#### Activity
Could you please repeat all of the entries exactly as written?

#### Material provided
-----

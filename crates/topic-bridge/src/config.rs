use crate::error::{BridgeError, BridgeResult};
use std::str::FromStr;
use std::time::Duration;

/// Runtime configuration, loaded once at process start
#[derive(Debug, Clone)]
pub struct BridgeConfig {
    pub telegram_token: String,
    /// Forum-enabled chat that holds one topic per correspondent
    pub chat_id: i64,
    pub database_url: String,
    pub database_tls: bool,
    pub imap_host: String,
    pub imap_port: u16,
    pub mailbox: String,
    pub smtp_host: String,
    pub smtp_port: u16,
    /// SMTPS on connect instead of STARTTLS
    pub smtp_implicit_tls: bool,
    pub mail_username: String,
    pub mail_password: String,
    pub poll_interval: Duration,
    pub max_concurrent_handlers: usize,
    pub chat_long_poll: Duration,
}

impl BridgeConfig {
    /// Load configuration from environment variables
    pub fn from_env() -> BridgeResult<Self> {
        Self::from_lookup(|key| std::env::var(key).ok())
    }

    pub fn from_lookup<F>(lookup: F) -> BridgeResult<Self>
    where
        F: Fn(&str) -> Option<String>,
    {
        let required = |key: &str| lookup(key).ok_or_else(|| BridgeError::missing_env(key));

        Ok(Self {
            telegram_token: required("TELEGRAM_BOT_TOKEN")?,
            chat_id: parse_var(&lookup, "TELEGRAM_CHAT_ID", None)?,
            database_url: required("DATABASE_URL")?,
            database_tls: parse_var(&lookup, "DATABASE_TLS", Some(true))?,
            imap_host: required("IMAP_HOST")?,
            imap_port: parse_var(&lookup, "IMAP_PORT", Some(993))?,
            mailbox: lookup("IMAP_MAILBOX").unwrap_or_else(|| "INBOX".to_string()),
            smtp_host: required("SMTP_HOST")?,
            smtp_port: parse_var(&lookup, "SMTP_PORT", Some(587))?,
            smtp_implicit_tls: parse_var(&lookup, "SMTP_IMPLICIT_TLS", Some(false))?,
            mail_username: required("MAIL_USERNAME")?,
            mail_password: required("MAIL_PASSWORD")?,
            poll_interval: Duration::from_secs(parse_var(
                &lookup,
                "MAIL_POLL_INTERVAL_SECS",
                Some(30),
            )?),
            max_concurrent_handlers: parse_var(&lookup, "MAX_CONCURRENT_HANDLERS", Some(16))?,
            chat_long_poll: Duration::from_secs(parse_var(
                &lookup,
                "CHAT_LONG_POLL_SECS",
                Some(30),
            )?),
        })
    }
}

fn parse_var<F, T>(lookup: &F, key: &str, default: Option<T>) -> BridgeResult<T>
where
    F: Fn(&str) -> Option<String>,
    T: FromStr,
{
    match lookup(key) {
        Some(raw) => raw
            .trim()
            .parse()
            .map_err(|_| BridgeError::Config(format!("{} must be a valid value, got {:?}", key, raw))),
        None => default.ok_or_else(|| BridgeError::missing_env(key)),
    }
}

-----

#### Response
filename crates/topic-bridge/src/config.rs
use crate::error::{BridgeError, BridgeResult};
use std::str::FromStr;
use std::time::Duration;

/// Runtime configuration, loaded once at process start
#[derive(Debug, Clone)]
pub struct BridgeConfig {
    pub telegram_token: String,
    /// Forum-enabled chat that holds one topic per correspondent
    pub chat_id: i64,
    pub database_url: String,
    pub database_tls: bool,
    pub imap_host: String,
    pub imap_port: u16,
    pub mailbox: String,
    pub smtp_host: String,
    pub smtp_port: u16,
    /// SMTPS on connect instead of STARTTLS
    pub smtp_implicit_tls: bool,
    pub mail_username: String,
    pub mail_password: String,
    pub poll_interval: Duration,
    pub max_concurrent_handlers: usize,
    pub chat_long_poll: Duration,
}

impl BridgeConfig {
    /// Load configuration from environment variables
    pub fn from_env() -> BridgeResult<Self> {
        Self::from_lookup(|key| std::env::var(key).ok())
    }

    pub fn from_lookup<F>(lookup: F) -> BridgeResult<Self>
    where
        F: Fn(&str) -> Option<String>,
    {
        let required = |key: &str| lookup(key).ok_or_else(|| BridgeError::missing_env(key));

        Ok(Self {
            telegram_token: required("TELEGRAM_BOT_TOKEN")?,
            chat_id: parse_var(&lookup, "TELEGRAM_CHAT_ID", None)?,
            database_url: required("DATABASE_URL")?,
            database_tls: parse_var(&lookup, "DATABASE_TLS", Some(true))?,
            imap_host: required("IMAP_HOST")?,
            imap_port: parse_var(&lookup, "IMAP_PORT", Some(993))?,
            mailbox: lookup("IMAP_MAILBOX").unwrap_or_else(|| "INBOX".to_string()),
            smtp_host: required("SMTP_HOST")?,
            smtp_port: parse_var(&lookup, "SMTP_PORT", Some(587))?,
            smtp_implicit_tls: parse_var(&lookup, "SMTP_IMPLICIT_TLS", Some(false))?,
            mail_username: required("MAIL_USERNAME")?,
            mail_password: required("MAIL_PASSWORD")?,
            poll_interval: Duration::from_secs(parse_var(
                &lookup,
                "MAIL_POLL_INTERVAL_SECS",
                Some(30),
            )?),
            max_concurrent_handlers: parse_var(&lookup, "MAX_CONCURRENT_HANDLERS", Some(16))?,
            chat_long_poll: Duration::from_secs(parse_var(
                &lookup,
                "CHAT_LONG_POLL_SECS",
                Some(30),
            )?),
        })
    }
}

fn parse_var<F, T>(lookup: &F, key: &str, default: Option<T>) -> BridgeResult<T>
where
    F: Fn(&str) -> Option<String>,
    T: FromStr,
{
    match lookup(key) {
        Some(raw) => raw
            .trim()
            .parse()
            .map_err(|_| BridgeError::Config(format!("{} must be a valid value, got {:?}", key, raw))),
        None => default.ok_or_else(|| BridgeError::missing_env(key)),
    }
}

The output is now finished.